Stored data

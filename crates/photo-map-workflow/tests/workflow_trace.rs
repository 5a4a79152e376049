use approx::assert_abs_diff_eq;
use photo_map_core::{
    AnchorId, CalibrationAnchor, DegenerateGeometry, GeoPoint, ImagePoint, Projection, RawFix,
};
use photo_map_workflow::{
    CalibrationWorkflow, Effect, Event, MarkerColor, PersistedState, Status, Step, WorkflowParams,
};

const A_WORLD: GeoPoint = GeoPoint {
    lat: 46.0,
    lon: 7.0,
};
// Roughly 77 m east of A.
const B_WORLD: GeoPoint = GeoPoint {
    lat: 46.0,
    lon: 7.001,
};

fn a_image() -> ImagePoint {
    ImagePoint::new(100.0, 100.0)
}

fn b_image() -> ImagePoint {
    ImagePoint::new(200.0, 100.0)
}

/// Drives a workflow with a fake monotonic clock.
struct Session {
    wf: CalibrationWorkflow,
    now_ms: u64,
}

impl Session {
    fn new() -> Self {
        env_logger::builder().is_test(true).try_init().ok();
        Self {
            wf: CalibrationWorkflow::new(WorkflowParams::default()).expect("default params"),
            now_ms: 0,
        }
    }

    fn advance(&mut self, ms: u64) -> u64 {
        self.now_ms += ms;
        self.now_ms
    }

    fn fix(&mut self, at: GeoPoint) -> Vec<Effect> {
        let at_ms = self.advance(100);
        self.wf.handle(Event::GpsFix {
            fix: RawFix::new(at.lat, at.lon),
            at_ms,
        })
    }

    /// Enough identical fixes to flush the smoother.
    fn stand_at(&mut self, at: GeoPoint) {
        for _ in 0..WorkflowParams::default().smoother_window {
            self.fix(at);
        }
    }

    fn tap(&mut self, image: ImagePoint) -> Vec<Effect> {
        let hit = self.wf.marker_at(image, 1.0);
        let at_ms = self.advance(100);
        self.wf.handle(Event::Tap { image, hit, at_ms })
    }

    /// Runs the happy path up to navigation.
    fn calibrated() -> Self {
        let mut s = Self::new();
        s.stand_at(A_WORLD);
        s.tap(a_image());
        for _ in 0..20 {
            s.fix(A_WORLD);
        }
        s.stand_at(B_WORLD);
        s.tap(b_image());
        for _ in 0..40 {
            s.fix(A_WORLD);
        }
        assert_eq!(s.wf.step(), Step::Navigating);
        s
    }
}

#[test]
fn tap_without_fix_waits() {
    let mut s = Session::new();
    let fx = s.tap(a_image());
    assert_eq!(s.wf.step(), Step::AwaitingA);
    assert_eq!(s.wf.status(), &Status::WaitingForFix);
    assert!(fx.contains(&Effect::Status(Status::WaitingForFix)));
    assert!(s.wf.markers().is_empty());
}

#[test]
fn full_calibration_trace() {
    let mut s = Session::new();
    s.stand_at(A_WORLD);
    assert_eq!(s.wf.current_fix(), Some(A_WORLD));

    let fx = s.tap(a_image());
    assert_eq!(s.wf.step(), Step::StabilizingA);
    assert!(fx.contains(&Effect::StepChanged {
        from: Step::AwaitingA,
        to: Step::StabilizingA,
    }));
    assert!(fx.contains(&Effect::AnchorsChanged));

    for _ in 0..19 {
        s.fix(A_WORLD);
    }
    assert_eq!(s.wf.step(), Step::StabilizingA);
    let overlay = s.wf.qa_overlay().expect("overlay while stabilizing");
    assert_eq!(overlay.sample_count, 19);
    assert_eq!(overlay.min_samples, 20);
    assert_eq!(overlay.qa_percent, None);

    s.fix(A_WORLD);
    assert_eq!(s.wf.step(), Step::AwaitingB);
    assert_eq!(s.wf.status(), &Status::StabilityLocked);
    assert!(s.wf.qa_overlay().is_none());

    s.stand_at(B_WORLD);
    let fx = s.tap(b_image());
    assert_eq!(s.wf.step(), Step::ValidatingA);
    assert!(fx
        .iter()
        .any(|e| matches!(e, Effect::Calibrated(Projection::Ready(_)))));
    assert!(s.wf.state().projection().is_ready());

    // The live marker sits on B while standing there.
    let live = s.wf.live_position().expect("live position in validation");
    assert_abs_diff_eq!(live.x, 200.0, epsilon = 1e-6);
    assert_abs_diff_eq!(live.y, 100.0, epsilon = 1e-6);

    for _ in 0..40 {
        s.fix(A_WORLD);
        if s.wf.step() == Step::Navigating {
            break;
        }
    }
    assert_eq!(s.wf.step(), Step::Navigating);
    assert_eq!(s.wf.status(), &Status::ValidationLocked);

    let live = s.wf.live_position().expect("live position while navigating");
    assert_abs_diff_eq!(live.x, 100.0, epsilon = 1e-6);
    assert_abs_diff_eq!(live.y, 100.0, epsilon = 1e-6);

    let debug = s.wf.debug_snapshot().expect("transform");
    assert!(debug.scale > 0.0);
    assert_abs_diff_eq!(debug.rotation_radians, 0.0, epsilon = 1e-9);
}

#[test]
fn validation_starts_from_a_clean_smoother() {
    let mut s = Session::new();
    s.stand_at(A_WORLD);
    s.tap(a_image());
    s.tap(ImagePoint::new(400.0, 400.0));
    s.stand_at(B_WORLD);
    let fx = s.tap(b_image());
    assert_eq!(s.wf.step(), Step::ValidatingA);
    assert!(fx.contains(&Effect::SmootherReset));
    assert!(s.wf.state().smoother().is_empty());

    // Fixes from B do not leak into A's samples, so the minimum count locks.
    for _ in 0..19 {
        s.fix(A_WORLD);
    }
    assert_eq!(s.wf.step(), Step::ValidatingA);
    s.fix(A_WORLD);
    assert_eq!(s.wf.step(), Step::Navigating);
}

#[test]
fn tapping_skips_stabilization() {
    let mut s = Session::new();
    s.stand_at(A_WORLD);
    s.tap(a_image());
    s.tap(ImagePoint::new(400.0, 400.0));
    assert_eq!(s.wf.step(), Step::AwaitingB);
    assert_eq!(s.wf.status(), &Status::TapAnchorB);
}

#[test]
fn marker_hit_while_navigating_edits_that_anchor() {
    let mut s = Session::calibrated();

    let markers = s.wf.markers();
    assert_eq!(markers.len(), 2);
    assert_eq!(markers[0].color, MarkerColor::Blue);
    assert_eq!(markers[1].color, MarkerColor::Green);

    let fx = s.tap(ImagePoint::new(103.0, 104.0));
    assert_eq!(s.wf.step(), Step::EditingA);
    assert_eq!(s.wf.status(), &Status::Editing(AnchorId::A));
    assert!(fx.contains(&Effect::SmootherReset));
    assert!(s.wf.state().smoother().is_empty());

    // Replacing A goes back through validation.
    s.stand_at(A_WORLD);
    s.tap(ImagePoint::new(102.0, 98.0));
    assert_eq!(s.wf.step(), Step::ValidatingA);
    let a = s.wf.state().projection().anchor_a().expect("A");
    assert_eq!(a.image, ImagePoint::new(102.0, 98.0));
}

#[test]
fn editing_b_returns_to_navigation() {
    let mut s = Session::calibrated();
    s.tap(b_image());
    assert_eq!(s.wf.step(), Step::EditingB);

    s.stand_at(B_WORLD);
    s.tap(ImagePoint::new(210.0, 100.0));
    assert_eq!(s.wf.step(), Step::Navigating);
    assert_eq!(
        s.wf.state().projection().anchor_b().expect("B").image,
        ImagePoint::new(210.0, 100.0)
    );
}

#[test]
fn tap_away_from_markers_is_ignored_while_navigating() {
    let mut s = Session::calibrated();
    let fx = s.tap(ImagePoint::new(600.0, 600.0));
    assert!(fx.is_empty());
    assert_eq!(s.wf.step(), Step::Navigating);
}

#[test]
fn coincident_gps_reports_degenerate_and_never_locks() {
    let mut s = Session::new();
    s.stand_at(A_WORLD);
    s.tap(a_image());
    s.tap(ImagePoint::new(300.0, 300.0));
    // B tapped without walking: same GPS as A.
    s.tap(b_image());
    assert_eq!(s.wf.step(), Step::ValidatingA);
    assert_eq!(
        s.wf.status(),
        &Status::Degenerate(DegenerateGeometry::CoincidentWorldPoints)
    );
    assert!(s.wf.live_position().is_none());

    for _ in 0..30 {
        s.fix(A_WORLD);
    }
    assert_eq!(s.wf.step(), Step::ValidatingA);
    let overlay = s.wf.qa_overlay().expect("overlay");
    assert!(!overlay.locked);
}

#[test]
fn slow_validation_shows_advisory_once() {
    let mut s = Session::new();
    s.stand_at(A_WORLD);
    s.tap(a_image());
    s.tap(ImagePoint::new(300.0, 300.0));
    s.stand_at(B_WORLD);
    s.tap(b_image());
    assert_eq!(s.wf.step(), Step::ValidatingA);

    // Standing at B, nowhere near A.
    s.advance(19_000);
    s.fix(B_WORLD);
    assert_eq!(s.wf.status(), &Status::ValidatingA);

    s.advance(2_000);
    let fx = s.fix(B_WORLD);
    assert!(fx
        .iter()
        .any(|e| matches!(e, Effect::Status(Status::ValidationSlow { .. }))));
    assert!(matches!(s.wf.status(), Status::ValidationSlow { seconds: 21 }));

    s.advance(5_000);
    let fx = s.fix(B_WORLD);
    assert!(!fx.iter().any(|e| matches!(e, Effect::Status(_))));
    assert_eq!(s.wf.qa_overlay().expect("overlay").seconds_elapsed, 26);
}

#[test]
fn fast_fixes_are_dropped() {
    let mut s = Session::new();
    let fx = s.wf.handle(Event::GpsFix {
        fix: RawFix::new(46.0, 7.0).with_speed(8.0),
        at_ms: 10,
    });
    assert!(fx.is_empty());
    assert_eq!(s.wf.current_fix(), None);

    s.wf.handle(Event::GpsFix {
        fix: RawFix::new(46.0, 7.0).with_speed(1.2),
        at_ms: 20,
    });
    assert_eq!(s.wf.current_fix(), Some(A_WORLD));
}

#[test]
fn image_reload_clears_calibration_but_keeps_fix() {
    let mut s = Session::calibrated();
    let fx = s.wf.handle(Event::ImageLoaded { at_ms: s.now_ms });
    assert_eq!(s.wf.step(), Step::AwaitingA);
    assert!(fx.contains(&Effect::AnchorsChanged));
    assert!(s.wf.markers().is_empty());
    assert!(s.wf.live_position().is_none());
    assert!(!s.wf.state().projection().is_ready());
    assert_eq!(s.wf.current_fix(), Some(A_WORLD));
    assert_eq!(s.wf.status(), &Status::TapAnchorA);
}

#[test]
fn snapshot_restores_navigation() {
    let saved = Session::calibrated().wf.snapshot();
    assert_eq!(saved.step, 2);

    let wf = CalibrationWorkflow::restored(WorkflowParams::default(), saved.clone(), 0)
        .expect("params");
    assert_eq!(wf.step(), Step::Navigating);
    assert_eq!(wf.status(), &Status::Restored(Step::Navigating));
    assert!(wf.state().projection().is_ready());
    assert_eq!(wf.snapshot(), saved);
}

#[test]
fn inconsistent_snapshot_starts_fresh() {
    let only_a = PersistedState::new(
        Step::ValidatingA,
        Some(CalibrationAnchor::new(a_image(), A_WORLD)),
        None,
    );
    let wf = CalibrationWorkflow::restored(WorkflowParams::default(), only_a, 0).expect("params");
    assert_eq!(wf.step(), Step::AwaitingA);
    assert_eq!(wf.status(), &Status::SnapshotRejected);
    assert!(wf.markers().is_empty());
}

#[test]
fn replaying_events_is_deterministic() {
    let mut events = Vec::new();
    let mut t = 0;
    let mut push_fix = |events: &mut Vec<Event>, p: GeoPoint| {
        t += 100;
        events.push(Event::GpsFix {
            fix: RawFix::new(p.lat, p.lon),
            at_ms: t,
        });
    };
    for _ in 0..5 {
        push_fix(&mut events, A_WORLD);
    }
    events.push(Event::Tap {
        image: a_image(),
        hit: None,
        at_ms: 1_000,
    });
    for _ in 0..25 {
        push_fix(&mut events, A_WORLD);
    }

    let run = |events: &[Event]| {
        let mut wf = CalibrationWorkflow::default();
        let effects: Vec<_> = events.iter().cloned().flat_map(|e| wf.handle(e)).collect();
        (wf.snapshot(), effects)
    };
    assert_eq!(run(&events), run(&events));
}
//! Minimal stderr logger.
//!
//! Lines look like `[elapsed LEVEL target] message`. Install once at startup
//! with [`init_with_level`], or [`init_from_env`] to read the level from
//! `PHOTO_MAP_LOG` (`error`, `warn`, `info`, `debug`, `trace`, `off`).

use std::io::Write;
use std::str::FromStr;
use std::sync::OnceLock;
use std::time::Instant;

use log::{LevelFilter, Log, Metadata, Record};

#[cfg(feature = "tracing")]
use tracing_subscriber::fmt::format::FmtSpan;
#[cfg(feature = "tracing")]
use tracing_subscriber::util::SubscriberInitExt;
#[cfg(feature = "tracing")]
use tracing_subscriber::{fmt, EnvFilter};

/// Environment variable read by [`init_from_env`].
pub const LOG_ENV_VAR: &str = "PHOTO_MAP_LOG";

struct StderrLogger {
    level: LevelFilter,
    started: Instant,
}

impl Log for StderrLogger {
    fn enabled(&self, metadata: &Metadata) -> bool {
        metadata.level() <= self.level
    }

    fn log(&self, record: &Record) {
        if !self.enabled(record.metadata()) {
            return;
        }

        let elapsed = self.started.elapsed().as_secs_f64();
        let mut stderr = std::io::stderr().lock();
        let _ = writeln!(
            stderr,
            "[{:8.3}s {:>5} {}] {}",
            elapsed,
            record.level(),
            record.target(),
            record.args()
        );
    }

    fn flush(&self) {
        let _ = std::io::stderr().flush();
    }
}

static LOGGER: OnceLock<StderrLogger> = OnceLock::new();

/// Install the stderr logger with the provided level filter.
///
/// Calling this more than once is a no-op after the first successful
/// initialization.
pub fn init_with_level(level: LevelFilter) -> Result<(), log::SetLoggerError> {
    if LOGGER.get().is_none() {
        let logger = LOGGER.get_or_init(|| StderrLogger {
            level,
            started: Instant::now(),
        });
        log::set_logger(logger)?;
        log::set_max_level(level);
    }
    Ok(())
}

/// Install the stderr logger with the level named in `PHOTO_MAP_LOG`,
/// falling back to `default` when unset or unparsable.
pub fn init_from_env(default: LevelFilter) -> Result<(), log::SetLoggerError> {
    init_with_level(level_from_env(default))
}

fn level_from_env(default: LevelFilter) -> LevelFilter {
    parse_level(std::env::var(LOG_ENV_VAR).ok().as_deref()).unwrap_or(default)
}

fn parse_level(raw: Option<&str>) -> Option<LevelFilter> {
    raw.and_then(|raw| LevelFilter::from_str(raw.trim()).ok())
}

/// Filter directive for the `photo_map*` crates at `level`, keeping
/// dependencies at `warn`.
#[cfg_attr(not(feature = "tracing"), allow(dead_code))]
fn crate_directive(level: LevelFilter) -> String {
    let level = level.as_str().to_ascii_lowercase();
    let mut directive = String::from("warn");
    for target in [
        "photo_map",
        "photo_map_core",
        "photo_map_quality",
        "photo_map_workflow",
    ] {
        directive.push_str(&format!(",{target}={level}"));
    }
    directive
}

/// Install a `tracing` subscriber that closes spans with their timings.
///
/// `RUST_LOG` wins when set. Otherwise the level in `PHOTO_MAP_LOG` (default
/// `info`) applies to the photo-map crates. `json` emits one object per
/// event with the current span attached.
#[cfg(feature = "tracing")]
pub fn init_tracing(json: bool) {
    let filter = EnvFilter::try_from_default_env()
        .unwrap_or_else(|_| EnvFilter::new(crate_directive(level_from_env(LevelFilter::Info))));
    let builder = fmt()
        .with_env_filter(filter)
        .with_span_events(FmtSpan::CLOSE)
        .with_writer(std::io::stderr);
    if json {
        let _ = builder
            .json()
            .with_current_span(true)
            .with_span_list(false)
            .finish()
            .try_init();
    } else {
        let _ = builder
            .with_target(true)
            .with_timer(fmt::time::Uptime::default())
            .finish()
            .try_init();
    }
}
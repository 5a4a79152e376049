//! High-level facade for the `photo-map-*` workspace.
//!
//! This crate provides:
//! - stable re-exports of the geometry, scoring and workflow crates
//! - [`replay`]: run a recorded event trace through the workflow and collect
//!   what a renderer would have shown after each event
//!
//! ## Quickstart
//!
//! ```
//! use photo_map::workflow::{Event, Step, WorkflowParams};
//! use photo_map::core::{ImagePoint, RawFix};
//!
//! let events = vec![
//!     Event::GpsFix { fix: RawFix::new(46.0, 7.0), at_ms: 0 },
//!     Event::Tap { image: ImagePoint::new(10.0, 10.0), hit: None, at_ms: 100 },
//! ];
//! let report = photo_map::replay::replay(events, WorkflowParams::default(), None)
//!     .expect("valid params");
//! assert_eq!(report.final_step, Step::StabilizingA);
//! ```
//!
//! ## API map
//! - `photo_map::core`: anchors, tangent-plane projection, GPS smoothing.
//! - `photo_map::quality`: stability and reprojection scoring.
//! - `photo_map::workflow`: the calibration state machine and its snapshot.
//! - `photo_map::replay`: offline trace replay, used by the `photo-map` binary.

pub use photo_map_core as core;
pub use photo_map_quality as quality;
pub use photo_map_workflow as workflow;

pub use photo_map_core::{CalibrationAnchor, GeoPoint, GeoProjection, ImagePoint, Projection};
pub use photo_map_workflow::{CalibrationWorkflow, Event, PersistedState, Step, WorkflowParams};

pub mod replay;
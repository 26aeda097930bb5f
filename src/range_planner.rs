// src/range_planner.rs
// Planning for LP entry: choose a tick range around the current price and
// size a fix-one-side deposit for it. Pure planning, no submission; the
// resulting params go to a `TxSubmitter` implementation.

use crate::chain::{AddLiquidityParams, ClmmPoolState, OpenPositionParams};
use crate::clmm_math;
use crate::errors::{SdkError, SdkResult};
use crate::tick_math;
use log::debug;

/// Smallest initializable range straddling `current_tick`.
///
/// Normally one spacing-aligned band: the nearest initializable tick at or
/// below the current tick, and the one strictly above it. When the current
/// tick sits exactly on a spacing multiple the floor and ceiling coincide, so
/// the range is widened by one spacing per side to keep it non-degenerate.
/// Both ends stay inside the valid tick domain.
pub fn symmetric_range(current_tick: i32, tick_spacing: u32) -> SdkResult<(i32, i32)> {
    let mut lower = tick_math::prev_initializable_tick(current_tick, tick_spacing)?;
    let mut upper = tick_math::next_initializable_tick(current_tick, tick_spacing)?;
    if lower == upper {
        let spacing = tick_spacing as i32;
        let below = current_tick.saturating_sub(spacing).max(tick_math::MIN_TICK);
        let above = current_tick.saturating_add(spacing).min(tick_math::MAX_TICK);
        lower = tick_math::prev_initializable_tick(below, tick_spacing)?;
        upper = tick_math::next_initializable_tick(above, tick_spacing)?;
    }
    if lower >= upper {
        return Err(SdkError::InvalidRange(format!(
            "degenerate planned range [{}, {}] at tick {} spacing {}",
            lower, upper, current_tick, tick_spacing
        )));
    }
    Ok((lower, upper))
}

/// Plan a new position in `pool` around its current price.
pub fn plan_open_position(pool: &ClmmPoolState) -> SdkResult<OpenPositionParams> {
    let (tick_lower_index, tick_upper_index) =
        symmetric_range(pool.current_tick_index, pool.tick_spacing)?;
    debug!(
        "planned range [{}, {}] for pool {} (tick {}, spacing {})",
        tick_lower_index,
        tick_upper_index,
        pool.pool_address,
        pool.current_tick_index,
        pool.tick_spacing
    );
    Ok(OpenPositionParams {
        pool_address: pool.pool_address.clone(),
        tick_lower_index,
        tick_upper_index,
    })
}

/// Plan a fix-one-side liquidity add into the symmetric range around the
/// current price. `fixed_amount` is in base units of the fixed token;
/// `slippage` is a fraction in `[0, 1)`.
pub fn plan_add_liquidity(
    pool: &ClmmPoolState,
    fixed_amount: u128,
    fix_amount_a: bool,
    slippage: f64,
) -> SdkResult<AddLiquidityParams> {
    let (tick_lower_index, tick_upper_index) =
        symmetric_range(pool.current_tick_index, pool.tick_spacing)?;

    // Deposits round up so the planned liquidity is always covered.
    let input = clmm_math::est_liquidity_and_amounts_from_one_amount(
        tick_lower_index,
        tick_upper_index,
        fixed_amount,
        fix_amount_a,
        true,
        slippage,
        pool.current_sqrt_price,
    )?;

    Ok(AddLiquidityParams {
        pool_address: pool.pool_address.clone(),
        tick_lower_index,
        tick_upper_index,
        amount_a: input.amount_a,
        amount_b: input.amount_b,
        amount_a_max: input.amount_a_max,
        amount_b_max: input.amount_b_max,
        fix_amount_a: input.fix_amount_a,
    })
}

#[cfg(test)]
mod tests {
    use super::*;
    use crate::tick_math::{MAX_TICK, MIN_TICK};

    fn pool(tick: i32, spacing: u32) -> ClmmPoolState {
        ClmmPoolState {
            pool_address: "pool".to_string(),
            coin_type_a: "0xa::usdc::USDC".to_string(),
            coin_type_b: "0xb::usdt::USDT".to_string(),
            current_tick_index: tick,
            current_sqrt_price: 1u128 << 64,
            tick_spacing: spacing,
        }
    }

    #[test]
    fn test_range_straddles_current_tick() {
        let (lower, upper) = symmetric_range(130, 60).unwrap();
        assert_eq!((lower, upper), (120, 180));
        assert!(lower <= 130 && 130 < upper);
    }

    #[test]
    fn test_exact_multiple_widens_one_spacing_each_side() {
        let (lower, upper) = symmetric_range(120, 60).unwrap();
        assert_eq!((lower, upper), (60, 180));
    }

    #[test]
    fn test_negative_tick_floors_toward_negative_infinity() {
        let (lower, upper) = symmetric_range(-130, 60).unwrap();
        assert_eq!((lower, upper), (-180, -120));
    }

    #[test]
    fn test_range_clamps_at_domain_edges() {
        let (lower, upper) = symmetric_range(MAX_TICK - 1, 60).unwrap();
        assert!(upper <= MAX_TICK);
        assert!(lower < upper);

        let (lower, upper) = symmetric_range(MIN_TICK + 1, 60).unwrap();
        assert!(lower >= MIN_TICK);
        assert!(lower < upper);
    }

    #[test]
    fn test_zero_spacing_rejected() {
        assert!(matches!(
            symmetric_range(100, 0),
            Err(SdkError::InvalidRange(_))
        ));
    }

    #[test]
    fn test_plan_open_position_uses_pool_state() {
        let params = plan_open_position(&pool(130, 60)).unwrap();
        assert_eq!(params.pool_address, "pool");
        assert_eq!(params.tick_lower_index, 120);
        assert_eq!(params.tick_upper_index, 180);
    }

    #[test]
    fn test_plan_add_liquidity_fixed_side_is_exact() {
        let fixed = 1_000_000_000u128;
        let params = plan_add_liquidity(&pool(130, 2), fixed, true, 0.01).unwrap();
        assert!(params.fix_amount_a);
        // Liquidity sizing floors, recomputation rounds up: the planned
        // amount tracks the fixed amount to within rounding.
        assert!(params.amount_a <= fixed + 1);
        assert!(params.amount_a >= fixed - fixed / 1000);
        assert!(params.amount_b > 0);
        // Ceilings carry the slippage headroom.
        assert!(params.amount_a_max >= params.amount_a);
        assert!(params.amount_b_max >= params.amount_b);
    }

    #[test]
    fn test_plan_add_liquidity_rejects_bad_slippage() {
        let err = plan_add_liquidity(&pool(130, 2), 1_000_000, true, 1.2).unwrap_err();
        assert!(matches!(err, SdkError::InvalidSlippage(_)));
    }
}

Action item — Please work out how many lines above contain the string "debug", and reply with that number alone.

Answer section — 6